How to Track a Checkout Funnel Step by Step
Cart, address, payment, done: four events that expose exactly where buyers leak — segmented by device, source, and page speed.
Checkout is where measurement stakes peak: every step has a real abandonment rate, every abandonment has a real euro value, and platitudes ('reduce friction!') substitute for data in most post-mortems. Four events make the funnel inspectable; the per-visitor timeline makes the abandonments explainable. Neither requires cookies.
The four-event spine
track('cart_added', { sku, price, cart_value });
track('checkout_started', { cart_value, items });
track('payment_submitted',{ method: 'card' });
// 'order_completed' — server-side, from the order webhook,
// with visitor_id captured at checkout (see below)The final event must be server-side: thank-you-page pixels die to redirects and closed tabs precisely when money moves. Stash window.webanalytics.getVisitorId() in a hidden checkout field or order metadata, and the webhook joins the purchase to the journey — the full e-commerce pattern has the payload.
Reading the leaks
- cart → checkout (worst leak on most stores): shipping-cost surprise and forced account creation are the two killers; segment by device — mobile cart abandonment running 2× desktop usually indicts the checkout form, not the intent.
- checkout → payment: form length and field failures. Watch failed-then-retried payment submissions: payment_submitted without order_completed and without a visible error is a silent gateway failure eating revenue.
- payment → completed: 3-D Secure drop-offs and webhook gaps. If analytics shows fewer completions than your store admin, your tracking leaks; if more, your idempotency does (order_id dedupes).
The two cross-cutting segments
- Speed: per-visit load times on checkout pages, p75, mobile. Slow checkout steps have the highest conversion-per-millisecond stakes on your entire site.
- Source: first-touch attribution per completed order tells you which channels send buyers versus browsers — ad ROI computed on orders, not clicks.

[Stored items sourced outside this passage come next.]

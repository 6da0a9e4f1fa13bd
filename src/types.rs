use std::collections::VecDeque;
use std::fmt;
use std::net::SocketAddr;

use serde::{Deserialize, Serialize};

use crate::error::LinkError;
use crate::protocol::{ELECTRODE_COUNT, WAVEFORM_BASELINE, WAVEFORM_CAPACITY, WAVEFORM_X_STEP};

/// One decoded telemetry record: a single line from the ThinkGear bridge.
///
/// The bridge multiplexes several payload shapes over the same stream:
///
/// | Line kind | Typical rate | Fields present |
/// |---|---|---|
/// | raw wave | 512 Hz | `rawEeg` |
/// | eSense / power | ~1 Hz | `poorSignalLevel`, `eSense`, `eegPower` |
/// | blink | on event | `blinkStrength` |
/// | status | on change | `poorSignalLevel` (plus ignored `status`) |
///
/// Every group is therefore optional.  `None` means "not part of this
/// line's payload"; it is never a stand-in for zero.
///
/// Immutable once decoded by [`crate::parse::decode_line`].
#[derive(Debug, Clone, Default, PartialEq, Eq, Serialize, Deserialize)]
#[serde(rename_all = "camelCase")]
pub struct Sample {
    /// Contact quality, 0 (perfect) to 200 (no skin contact).
    #[serde(default, skip_serializing_if = "Option::is_none")]
    pub poor_signal_level: Option<u8>,
    /// Attention / meditation meters.
    #[serde(rename = "eSense", default, skip_serializing_if = "Option::is_none")]
    pub esense: Option<ESense>,
    /// Per-band spectral power.
    #[serde(default, skip_serializing_if = "Option::is_none")]
    pub eeg_power: Option<EegPower>,
    /// One signed raw ADC tick.
    #[serde(default, skip_serializing_if = "Option::is_none")]
    pub raw_eeg: Option<i32>,
    /// Strength of a detected eye blink.
    #[serde(default, skip_serializing_if = "Option::is_none")]
    pub blink_strength: Option<u8>,
}

impl Sample {
    /// Contact quality used by the game rules.  A line without the field is
    /// treated as perfect contact, which is what the bridge implies when it
    /// omits it.
    pub fn signal_level(&self) -> u8 {
        self.poor_signal_level.unwrap_or(0)
    }
}

/// eSense meters, each on a 0–100 scale.
#[derive(Debug, Clone, Copy, Default, PartialEq, Eq, Serialize, Deserialize)]
pub struct ESense {
    pub attention: u8,
    pub meditation: u8,
}

/// Spectral band powers as reported by the sensor (unitless, ≥ 0).
///
/// `mid_gamma` is not part of the stock ThinkGear payload; it defaults to 0
/// when the bridge does not send it.
#[derive(Debug, Clone, Copy, Default, PartialEq, Eq, Serialize, Deserialize)]
#[serde(rename_all = "camelCase")]
pub struct EegPower {
    pub delta: u32,
    pub theta: u32,
    pub low_alpha: u32,
    pub high_alpha: u32,
    pub low_beta: u32,
    pub high_beta: u32,
    pub low_gamma: u32,
    pub high_gamma: u32,
    #[serde(default)]
    pub mid_gamma: u32,
}

impl EegPower {
    /// The eight projected bands in [`crate::protocol::BAND_NAMES`] order.
    /// `mid_gamma` is deliberately not included.
    pub fn bands(&self) -> [u32; 8] {
        [
            self.delta,
            self.theta,
            self.low_alpha,
            self.high_alpha,
            self.low_beta,
            self.high_beta,
            self.low_gamma,
            self.high_gamma,
        ]
    }
}

/// All events emitted by [`crate::link::SensorLink`].
///
/// Consumers receive these through the [`crate::link::LinkEvents`] returned
/// by [`crate::link::SensorLink::connect`].  A connection attempt produces
/// either a single `Error` (connect or handshake failed) or `Connected`
/// followed by any number of `Sample`s and at most one terminal `Error` or
/// `StreamClosed`.  After a local [`crate::link::LinkHandle::disconnect`]
/// nothing further is delivered.
#[derive(Debug)]
pub enum SensorEvent {
    /// Socket open and handshake written.  Carries the bridge address.
    Connected(SocketAddr),
    /// A successfully decoded line.
    Sample(Sample),
    /// Connect, handshake or read failure.  Always the last event.
    Error(LinkError),
    /// The bridge closed the stream.  Always the last event.
    StreamClosed,
}

/// Connectivity as seen through the sample stream.
#[derive(Debug, Clone, Copy, Default, PartialEq, Eq, Serialize)]
pub enum LinkStatus {
    /// No connection, or the stream ended.
    #[default]
    Offline,
    /// Connected, eSense arriving, but contact is not perfect.
    Searching,
    /// Connected with perfect contact (`poorSignalLevel == 0`).
    Linked,
}

impl fmt::Display for LinkStatus {
    fn fmt(&self, f: &mut fmt::Formatter<'_>) -> fmt::Result {
        f.write_str(match self {
            LinkStatus::Offline => "SYSTEM OFFLINE",
            LinkStatus::Searching => "SEARCHING FOR SIGNAL...",
            LinkStatus::Linked => "LINK ESTABLISHED",
        })
    }
}

/// Per-electrode contact classification.
#[derive(Debug, Clone, Copy, Default, PartialEq, Eq, Serialize)]
pub enum ElectrodeQuality {
    /// No eSense line seen yet.
    #[default]
    Unknown,
    Good,
    Fair,
    Poor,
}

impl ElectrodeQuality {
    /// Classify a `poorSignalLevel`: 0 → Good, < 50 → Fair, otherwise Poor.
    pub fn from_signal_level(level: u8) -> Self {
        match level {
            0 => ElectrodeQuality::Good,
            1..=49 => ElectrodeQuality::Fair,
            _ => ElectrodeQuality::Poor,
        }
    }
}

/// A planar display coordinate.
#[derive(Debug, Clone, Copy, Default, PartialEq, Serialize)]
pub struct Point {
    pub x: f64,
    pub y: f64,
}

impl Point {
    pub const fn new(x: f64, y: f64) -> Self {
        Self { x, y }
    }
}

/// Colour hint for the band geometry.  The host maps it to a palette.
#[derive(Debug, Clone, Copy, Default, PartialEq, Eq, Serialize)]
pub enum Tint {
    #[default]
    Calm,
    /// Combo of 4 or more.
    Streak,
    /// Overdrive active.
    Overdrive,
}

/// A side-channel cue raised by one state transition (e.g. a sound).
#[derive(Debug, Clone, Copy, PartialEq, Eq, Serialize)]
pub enum Cue {
    OverdriveActivated,
    LevelUp { level: u32 },
}

/// Rolling window of the most recent raw-wave display values.
///
/// Always holds exactly [`WAVEFORM_CAPACITY`] entries: it starts filled with
/// the [`WAVEFORM_BASELINE`] and every [`push`](Waveform::push) evicts the
/// oldest value.  X-coordinates are not stored; [`points`](Waveform::points)
/// derives them from the index so they are always `0, 2, 4, …`.
#[derive(Debug, Clone, PartialEq, Serialize)]
pub struct Waveform {
    values: VecDeque<f64>,
}

impl Waveform {
    pub fn new() -> Self {
        Self {
            values: std::iter::repeat(WAVEFORM_BASELINE)
                .take(WAVEFORM_CAPACITY)
                .collect(),
        }
    }

    /// Append `y`, evicting the oldest value.
    pub fn push(&mut self, y: f64) {
        self.values.pop_front();
        self.values.push_back(y);
    }

    pub fn len(&self) -> usize {
        self.values.len()
    }

    pub fn is_empty(&self) -> bool {
        self.values.is_empty()
    }

    /// Display values, oldest first.
    pub fn values(&self) -> impl Iterator<Item = f64> + '_ {
        self.values.iter().copied()
    }

    /// Most recently pushed value.
    pub fn latest(&self) -> Option<f64> {
        self.values.back().copied()
    }

    /// Evenly spaced display points, oldest first: `x = index × 2`.
    pub fn points(&self) -> Vec<Point> {
        self.values
            .iter()
            .enumerate()
            .map(|(i, &y)| Point::new(i as f64 * WAVEFORM_X_STEP, y))
            .collect()
    }
}

impl Default for Waveform {
    fn default() -> Self {
        Self::new()
    }
}

/// Snapshot of everything the engine derives from the sample stream.
///
/// Produced by [`crate::engine::apply`] and [`crate::engine::on_raw_sample`]
/// as a fresh value per transition; hosts that need change notification
/// diff consecutive snapshots themselves.
#[derive(Debug, Clone, PartialEq, Serialize)]
pub struct DerivedState {
    /// Never decreases except on reset.
    pub score: u64,
    /// Starts at 1.
    pub level: u32,
    /// Always `< max_xp`.
    pub current_xp: u32,
    /// Starts at 100, grows ×1.5 (floored) per level.
    pub max_xp: u32,
    /// Streak counter in `1..=5`.
    pub combo: u8,
    /// Resource meter in `0..=100`.
    pub overdrive_meter: u8,
    pub overdrive_active: bool,
    /// Text of the last game event.
    pub status_message: String,
    pub link_status: LinkStatus,
    /// Last attention value accepted under good contact.
    pub attention: Option<u8>,
    /// Last meditation value accepted under good contact.
    pub meditation: Option<u8>,
    /// Eight band points; empty until the first good-contact power line.
    pub geometry: Vec<Point>,
    pub waveform: Waveform,
    pub electrodes: [ElectrodeQuality; ELECTRODE_COUNT],
    pub tint: Tint,
    /// Cues raised by the transition that produced this snapshot.
    pub cues: Vec<Cue>,
}

impl Default for DerivedState {
    fn default() -> Self {
        Self {
            score: 0,
            level: 1,
            current_xp: 0,
            max_xp: crate::engine::INITIAL_MAX_XP,
            combo: 1,
            overdrive_meter: 0,
            overdrive_active: false,
            status_message: "offline".into(),
            link_status: LinkStatus::Offline,
            attention: None,
            meditation: None,
            geometry: Vec::new(),
            waveform: Waveform::new(),
            electrodes: [ElectrodeQuality::Unknown; ELECTRODE_COUNT],
            tint: Tint::Calm,
            cues: Vec::new(),
        }
    }
}

/// Counters kept by the link's read loop.
#[derive(Debug, Clone, Copy, Default, PartialEq, Eq)]
pub struct LinkStats {
    /// Non-empty lines read from the socket.
    pub lines: u64,
    /// Lines that decoded into a [`Sample`].
    pub samples: u64,
    /// Decoded samples that carried eSense.
    pub epochs: u64,
    /// Lines dropped by the decoder.
    pub decode_errors: u64,
    /// Whether any eSense line has reported good contact (level < 50).
    pub good_contact_seen: bool,
}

When the aggregate is not enough
Funnel percentages say where; timelines say why. Filter journeys to checkout_started-without-completion and read ten: the pattern is usually embarrassingly concrete — the coupon field that triggers a JavaScript error, the address validator rejecting legitimate addresses, the 6-second payment redirect on mobile. One reading session, one sprint of fixes, and the funnel chart moves more than a quarter of optimization theory ever achieved.